## DATA IN THIS EXERCISE
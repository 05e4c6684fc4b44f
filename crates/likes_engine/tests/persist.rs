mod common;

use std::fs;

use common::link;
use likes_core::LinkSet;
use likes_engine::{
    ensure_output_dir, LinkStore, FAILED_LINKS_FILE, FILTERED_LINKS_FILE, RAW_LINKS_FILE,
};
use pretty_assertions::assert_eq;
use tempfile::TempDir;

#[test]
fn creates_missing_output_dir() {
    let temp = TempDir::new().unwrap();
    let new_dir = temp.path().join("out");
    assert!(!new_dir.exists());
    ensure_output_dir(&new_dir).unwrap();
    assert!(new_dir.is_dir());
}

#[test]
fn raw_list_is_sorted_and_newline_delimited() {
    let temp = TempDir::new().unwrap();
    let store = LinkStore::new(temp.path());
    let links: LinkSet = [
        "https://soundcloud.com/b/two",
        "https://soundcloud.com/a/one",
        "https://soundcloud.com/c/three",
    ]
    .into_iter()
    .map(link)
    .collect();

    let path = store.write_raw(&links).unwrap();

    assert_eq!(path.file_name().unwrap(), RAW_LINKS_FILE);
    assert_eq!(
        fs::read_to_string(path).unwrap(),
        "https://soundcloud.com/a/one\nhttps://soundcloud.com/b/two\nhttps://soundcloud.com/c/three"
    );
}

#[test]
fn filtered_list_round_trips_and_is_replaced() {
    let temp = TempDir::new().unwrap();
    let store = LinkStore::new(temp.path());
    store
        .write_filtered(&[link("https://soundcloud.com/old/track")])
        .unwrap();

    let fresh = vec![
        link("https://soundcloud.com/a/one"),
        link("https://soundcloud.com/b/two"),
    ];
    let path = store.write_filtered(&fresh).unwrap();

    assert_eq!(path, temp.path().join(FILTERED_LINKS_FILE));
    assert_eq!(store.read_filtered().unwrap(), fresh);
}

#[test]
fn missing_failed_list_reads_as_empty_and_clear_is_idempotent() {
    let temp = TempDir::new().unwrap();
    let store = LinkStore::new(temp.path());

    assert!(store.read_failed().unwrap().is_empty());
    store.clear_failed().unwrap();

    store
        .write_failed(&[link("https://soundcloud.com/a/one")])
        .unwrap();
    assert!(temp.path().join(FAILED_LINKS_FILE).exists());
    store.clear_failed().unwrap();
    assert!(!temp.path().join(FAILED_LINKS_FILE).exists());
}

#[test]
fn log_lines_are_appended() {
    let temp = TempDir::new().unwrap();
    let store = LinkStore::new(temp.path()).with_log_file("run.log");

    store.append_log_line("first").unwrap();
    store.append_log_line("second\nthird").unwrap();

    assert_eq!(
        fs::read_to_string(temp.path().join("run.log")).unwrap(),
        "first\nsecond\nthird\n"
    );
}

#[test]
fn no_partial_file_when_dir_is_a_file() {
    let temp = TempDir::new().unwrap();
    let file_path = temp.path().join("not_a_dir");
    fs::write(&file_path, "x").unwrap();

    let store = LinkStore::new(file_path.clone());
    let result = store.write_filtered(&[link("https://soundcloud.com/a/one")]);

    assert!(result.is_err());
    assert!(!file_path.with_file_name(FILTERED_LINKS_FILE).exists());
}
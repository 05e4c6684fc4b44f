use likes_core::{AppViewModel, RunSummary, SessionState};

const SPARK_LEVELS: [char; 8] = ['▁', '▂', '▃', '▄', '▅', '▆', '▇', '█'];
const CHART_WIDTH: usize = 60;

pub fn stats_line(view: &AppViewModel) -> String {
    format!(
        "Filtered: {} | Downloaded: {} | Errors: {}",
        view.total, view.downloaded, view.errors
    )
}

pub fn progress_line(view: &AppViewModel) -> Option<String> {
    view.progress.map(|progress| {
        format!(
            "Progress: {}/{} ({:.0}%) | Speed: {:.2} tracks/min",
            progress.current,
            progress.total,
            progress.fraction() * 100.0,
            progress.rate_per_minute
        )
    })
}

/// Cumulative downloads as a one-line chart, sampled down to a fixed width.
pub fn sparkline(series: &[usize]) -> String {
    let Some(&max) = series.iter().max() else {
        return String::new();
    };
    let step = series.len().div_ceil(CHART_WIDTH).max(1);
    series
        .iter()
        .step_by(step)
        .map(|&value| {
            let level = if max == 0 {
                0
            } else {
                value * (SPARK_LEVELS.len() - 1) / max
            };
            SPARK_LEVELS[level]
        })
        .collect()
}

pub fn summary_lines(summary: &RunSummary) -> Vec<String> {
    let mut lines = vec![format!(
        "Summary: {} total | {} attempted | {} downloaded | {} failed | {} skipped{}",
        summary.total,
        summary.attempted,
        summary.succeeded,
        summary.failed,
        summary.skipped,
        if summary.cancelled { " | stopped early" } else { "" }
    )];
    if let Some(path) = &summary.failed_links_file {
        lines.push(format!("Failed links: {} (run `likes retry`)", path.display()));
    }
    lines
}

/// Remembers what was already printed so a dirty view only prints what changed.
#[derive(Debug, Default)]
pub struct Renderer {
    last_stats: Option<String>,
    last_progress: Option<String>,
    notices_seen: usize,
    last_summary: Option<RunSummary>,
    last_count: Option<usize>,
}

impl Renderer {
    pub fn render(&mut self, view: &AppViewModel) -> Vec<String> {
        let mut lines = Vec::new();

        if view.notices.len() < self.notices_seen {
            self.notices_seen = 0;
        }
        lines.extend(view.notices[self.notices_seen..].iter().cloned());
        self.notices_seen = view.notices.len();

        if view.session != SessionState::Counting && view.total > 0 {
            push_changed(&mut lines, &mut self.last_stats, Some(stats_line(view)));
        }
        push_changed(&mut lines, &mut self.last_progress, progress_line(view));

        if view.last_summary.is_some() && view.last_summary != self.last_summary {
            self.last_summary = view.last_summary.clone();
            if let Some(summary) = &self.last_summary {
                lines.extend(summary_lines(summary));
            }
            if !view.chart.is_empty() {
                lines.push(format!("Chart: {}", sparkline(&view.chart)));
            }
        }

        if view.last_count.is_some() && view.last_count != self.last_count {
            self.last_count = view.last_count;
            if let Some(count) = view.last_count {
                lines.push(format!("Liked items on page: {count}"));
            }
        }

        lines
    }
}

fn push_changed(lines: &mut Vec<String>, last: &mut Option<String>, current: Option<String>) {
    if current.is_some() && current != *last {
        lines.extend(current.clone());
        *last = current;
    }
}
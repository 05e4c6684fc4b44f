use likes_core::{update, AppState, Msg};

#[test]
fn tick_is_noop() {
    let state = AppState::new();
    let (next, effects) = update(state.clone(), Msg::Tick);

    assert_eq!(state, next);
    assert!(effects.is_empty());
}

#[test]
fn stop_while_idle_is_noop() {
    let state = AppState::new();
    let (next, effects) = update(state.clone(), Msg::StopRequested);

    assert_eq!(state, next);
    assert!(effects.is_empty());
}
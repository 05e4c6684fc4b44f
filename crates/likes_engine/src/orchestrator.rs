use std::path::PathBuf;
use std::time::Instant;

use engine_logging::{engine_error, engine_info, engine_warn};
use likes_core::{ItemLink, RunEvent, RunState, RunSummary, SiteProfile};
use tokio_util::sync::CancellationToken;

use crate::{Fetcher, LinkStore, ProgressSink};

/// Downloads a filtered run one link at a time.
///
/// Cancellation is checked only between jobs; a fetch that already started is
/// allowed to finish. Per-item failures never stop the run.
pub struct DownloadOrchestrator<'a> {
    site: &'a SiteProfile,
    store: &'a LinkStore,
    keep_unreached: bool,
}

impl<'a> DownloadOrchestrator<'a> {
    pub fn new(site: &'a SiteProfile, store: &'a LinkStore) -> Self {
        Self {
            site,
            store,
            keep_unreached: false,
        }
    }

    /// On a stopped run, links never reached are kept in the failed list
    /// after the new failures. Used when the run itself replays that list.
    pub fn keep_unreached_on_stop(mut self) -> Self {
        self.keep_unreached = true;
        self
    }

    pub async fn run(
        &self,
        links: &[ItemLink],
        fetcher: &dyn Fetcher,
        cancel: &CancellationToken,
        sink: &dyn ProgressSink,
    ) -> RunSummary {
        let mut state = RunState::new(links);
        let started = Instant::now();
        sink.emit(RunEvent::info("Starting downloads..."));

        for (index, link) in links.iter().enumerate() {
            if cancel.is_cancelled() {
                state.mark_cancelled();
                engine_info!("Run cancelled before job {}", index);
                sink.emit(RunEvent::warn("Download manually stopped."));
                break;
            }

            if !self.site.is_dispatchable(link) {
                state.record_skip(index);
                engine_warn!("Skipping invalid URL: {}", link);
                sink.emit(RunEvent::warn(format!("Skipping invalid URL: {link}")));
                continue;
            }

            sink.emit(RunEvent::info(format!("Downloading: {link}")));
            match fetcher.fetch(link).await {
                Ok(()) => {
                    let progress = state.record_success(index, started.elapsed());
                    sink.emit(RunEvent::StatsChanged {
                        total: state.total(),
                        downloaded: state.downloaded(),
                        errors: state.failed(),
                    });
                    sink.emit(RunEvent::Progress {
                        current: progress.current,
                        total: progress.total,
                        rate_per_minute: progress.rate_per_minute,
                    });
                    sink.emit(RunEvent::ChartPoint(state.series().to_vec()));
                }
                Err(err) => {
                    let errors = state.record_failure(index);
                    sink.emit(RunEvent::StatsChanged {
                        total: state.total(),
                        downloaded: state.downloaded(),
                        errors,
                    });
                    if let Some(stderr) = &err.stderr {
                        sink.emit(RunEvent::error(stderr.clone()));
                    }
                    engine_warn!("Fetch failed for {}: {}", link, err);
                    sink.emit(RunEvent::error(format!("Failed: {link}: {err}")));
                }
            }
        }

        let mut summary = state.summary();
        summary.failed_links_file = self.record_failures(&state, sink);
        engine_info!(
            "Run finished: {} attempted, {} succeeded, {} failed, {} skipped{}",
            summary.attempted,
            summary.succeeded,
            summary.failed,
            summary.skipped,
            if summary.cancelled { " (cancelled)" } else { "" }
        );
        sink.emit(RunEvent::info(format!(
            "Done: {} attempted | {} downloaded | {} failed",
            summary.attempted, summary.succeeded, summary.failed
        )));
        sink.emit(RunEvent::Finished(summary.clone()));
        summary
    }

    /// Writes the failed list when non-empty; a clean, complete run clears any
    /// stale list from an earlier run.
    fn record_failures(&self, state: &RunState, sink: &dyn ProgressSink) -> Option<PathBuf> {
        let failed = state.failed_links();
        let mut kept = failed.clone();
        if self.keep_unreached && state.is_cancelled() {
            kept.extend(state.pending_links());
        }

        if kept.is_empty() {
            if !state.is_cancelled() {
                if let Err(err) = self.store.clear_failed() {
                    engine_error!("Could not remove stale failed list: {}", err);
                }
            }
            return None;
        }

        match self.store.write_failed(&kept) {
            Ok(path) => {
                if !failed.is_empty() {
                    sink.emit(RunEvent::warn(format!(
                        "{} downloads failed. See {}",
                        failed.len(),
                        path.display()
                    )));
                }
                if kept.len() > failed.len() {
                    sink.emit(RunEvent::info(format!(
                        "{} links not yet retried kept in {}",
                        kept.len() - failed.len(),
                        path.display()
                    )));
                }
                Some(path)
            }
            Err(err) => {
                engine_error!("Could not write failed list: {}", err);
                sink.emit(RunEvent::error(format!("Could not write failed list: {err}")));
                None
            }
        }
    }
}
---
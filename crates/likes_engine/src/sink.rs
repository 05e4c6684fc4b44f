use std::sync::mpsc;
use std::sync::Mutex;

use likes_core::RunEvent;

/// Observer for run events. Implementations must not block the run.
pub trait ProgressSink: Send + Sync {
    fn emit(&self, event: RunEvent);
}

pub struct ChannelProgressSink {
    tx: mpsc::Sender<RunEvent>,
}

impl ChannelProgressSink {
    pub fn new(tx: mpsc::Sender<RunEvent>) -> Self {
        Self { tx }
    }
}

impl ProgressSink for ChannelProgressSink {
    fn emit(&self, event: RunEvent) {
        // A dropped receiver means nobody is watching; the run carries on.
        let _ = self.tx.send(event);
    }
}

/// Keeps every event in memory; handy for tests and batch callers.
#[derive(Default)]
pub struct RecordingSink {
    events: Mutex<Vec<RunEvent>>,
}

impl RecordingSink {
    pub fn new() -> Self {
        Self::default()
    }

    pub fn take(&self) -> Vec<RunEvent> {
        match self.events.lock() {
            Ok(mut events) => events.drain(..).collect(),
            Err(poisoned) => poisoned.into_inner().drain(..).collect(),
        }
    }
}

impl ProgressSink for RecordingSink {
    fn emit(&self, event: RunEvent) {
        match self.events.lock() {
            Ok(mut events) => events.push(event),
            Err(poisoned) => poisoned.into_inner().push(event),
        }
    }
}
...
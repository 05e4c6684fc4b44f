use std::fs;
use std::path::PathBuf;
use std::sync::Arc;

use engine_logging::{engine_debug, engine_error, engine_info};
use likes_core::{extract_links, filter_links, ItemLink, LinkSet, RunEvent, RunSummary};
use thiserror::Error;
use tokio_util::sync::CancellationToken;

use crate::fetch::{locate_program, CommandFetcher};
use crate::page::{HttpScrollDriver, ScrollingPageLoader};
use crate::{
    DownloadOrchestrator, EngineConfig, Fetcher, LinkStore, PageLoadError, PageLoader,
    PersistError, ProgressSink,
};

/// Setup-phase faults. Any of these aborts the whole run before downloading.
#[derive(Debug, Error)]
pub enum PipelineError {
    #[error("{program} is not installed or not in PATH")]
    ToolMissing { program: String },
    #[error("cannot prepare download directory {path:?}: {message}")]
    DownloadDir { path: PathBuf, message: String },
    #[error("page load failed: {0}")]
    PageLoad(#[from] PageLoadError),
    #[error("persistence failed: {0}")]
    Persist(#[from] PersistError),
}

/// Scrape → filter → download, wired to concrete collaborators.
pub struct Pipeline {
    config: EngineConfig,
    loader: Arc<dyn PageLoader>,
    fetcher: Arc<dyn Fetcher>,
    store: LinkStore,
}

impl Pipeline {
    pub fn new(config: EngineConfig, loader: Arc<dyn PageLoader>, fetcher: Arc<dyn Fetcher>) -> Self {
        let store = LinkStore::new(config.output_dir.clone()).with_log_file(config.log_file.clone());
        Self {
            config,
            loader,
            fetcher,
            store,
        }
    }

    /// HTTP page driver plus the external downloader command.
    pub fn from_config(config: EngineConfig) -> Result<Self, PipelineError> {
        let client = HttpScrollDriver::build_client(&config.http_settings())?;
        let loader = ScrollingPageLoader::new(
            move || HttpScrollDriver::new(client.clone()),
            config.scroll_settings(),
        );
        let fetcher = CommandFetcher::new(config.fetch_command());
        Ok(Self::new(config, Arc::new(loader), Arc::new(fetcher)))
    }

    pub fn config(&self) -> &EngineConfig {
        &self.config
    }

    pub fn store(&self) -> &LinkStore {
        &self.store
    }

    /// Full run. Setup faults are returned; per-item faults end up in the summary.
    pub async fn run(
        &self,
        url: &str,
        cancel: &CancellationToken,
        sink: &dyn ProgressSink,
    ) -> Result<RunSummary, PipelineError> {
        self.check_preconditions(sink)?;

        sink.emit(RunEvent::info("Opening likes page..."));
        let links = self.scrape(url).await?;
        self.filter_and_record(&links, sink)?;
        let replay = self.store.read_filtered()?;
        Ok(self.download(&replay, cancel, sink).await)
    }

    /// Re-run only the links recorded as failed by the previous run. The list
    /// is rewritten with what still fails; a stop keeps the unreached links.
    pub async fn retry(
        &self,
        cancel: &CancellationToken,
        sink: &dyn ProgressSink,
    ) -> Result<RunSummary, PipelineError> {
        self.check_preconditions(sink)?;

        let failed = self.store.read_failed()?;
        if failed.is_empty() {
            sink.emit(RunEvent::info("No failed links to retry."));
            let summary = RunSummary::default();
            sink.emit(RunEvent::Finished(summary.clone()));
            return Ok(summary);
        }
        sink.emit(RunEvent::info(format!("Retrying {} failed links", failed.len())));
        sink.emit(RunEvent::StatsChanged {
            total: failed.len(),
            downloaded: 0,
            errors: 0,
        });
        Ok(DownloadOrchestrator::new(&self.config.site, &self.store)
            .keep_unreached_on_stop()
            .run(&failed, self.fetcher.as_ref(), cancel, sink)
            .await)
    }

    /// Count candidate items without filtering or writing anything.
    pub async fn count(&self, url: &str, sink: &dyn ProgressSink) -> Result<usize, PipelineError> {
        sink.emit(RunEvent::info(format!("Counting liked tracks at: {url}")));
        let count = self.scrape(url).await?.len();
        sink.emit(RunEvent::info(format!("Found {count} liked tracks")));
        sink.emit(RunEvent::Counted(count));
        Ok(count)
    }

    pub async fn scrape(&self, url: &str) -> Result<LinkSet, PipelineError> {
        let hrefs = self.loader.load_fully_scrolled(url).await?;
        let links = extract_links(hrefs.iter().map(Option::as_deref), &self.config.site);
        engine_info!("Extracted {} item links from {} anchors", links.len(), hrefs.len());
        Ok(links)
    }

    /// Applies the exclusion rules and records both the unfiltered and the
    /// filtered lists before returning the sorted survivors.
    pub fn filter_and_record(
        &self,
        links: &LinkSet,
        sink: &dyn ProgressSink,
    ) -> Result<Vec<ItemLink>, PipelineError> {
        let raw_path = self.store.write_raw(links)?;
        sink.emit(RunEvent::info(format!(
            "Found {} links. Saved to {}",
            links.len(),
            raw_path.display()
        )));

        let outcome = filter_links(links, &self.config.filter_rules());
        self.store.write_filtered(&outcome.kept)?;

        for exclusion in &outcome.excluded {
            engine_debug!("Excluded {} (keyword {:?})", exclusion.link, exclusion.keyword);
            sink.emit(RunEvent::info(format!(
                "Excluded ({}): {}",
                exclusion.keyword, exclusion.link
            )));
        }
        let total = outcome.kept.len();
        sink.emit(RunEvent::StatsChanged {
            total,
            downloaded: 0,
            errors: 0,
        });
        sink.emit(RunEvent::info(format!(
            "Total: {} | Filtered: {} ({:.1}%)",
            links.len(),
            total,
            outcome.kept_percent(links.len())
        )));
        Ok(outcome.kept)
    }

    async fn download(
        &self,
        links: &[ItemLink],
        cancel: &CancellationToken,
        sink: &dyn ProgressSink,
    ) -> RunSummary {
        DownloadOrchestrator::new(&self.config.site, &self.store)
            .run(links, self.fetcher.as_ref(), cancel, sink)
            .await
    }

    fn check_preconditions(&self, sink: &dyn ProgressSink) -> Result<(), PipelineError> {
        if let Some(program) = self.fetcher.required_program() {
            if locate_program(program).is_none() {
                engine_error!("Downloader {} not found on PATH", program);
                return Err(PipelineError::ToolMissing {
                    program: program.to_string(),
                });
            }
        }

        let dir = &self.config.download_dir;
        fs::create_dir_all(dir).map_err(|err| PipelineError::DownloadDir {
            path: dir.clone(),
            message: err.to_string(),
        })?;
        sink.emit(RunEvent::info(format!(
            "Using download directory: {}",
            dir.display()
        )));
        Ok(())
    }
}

## WHAT YOU NEED TO DO
Find out how many lines in the listing contain the word "stderr", and respond with that number only.

## RESPONSE TO THIS TASK
2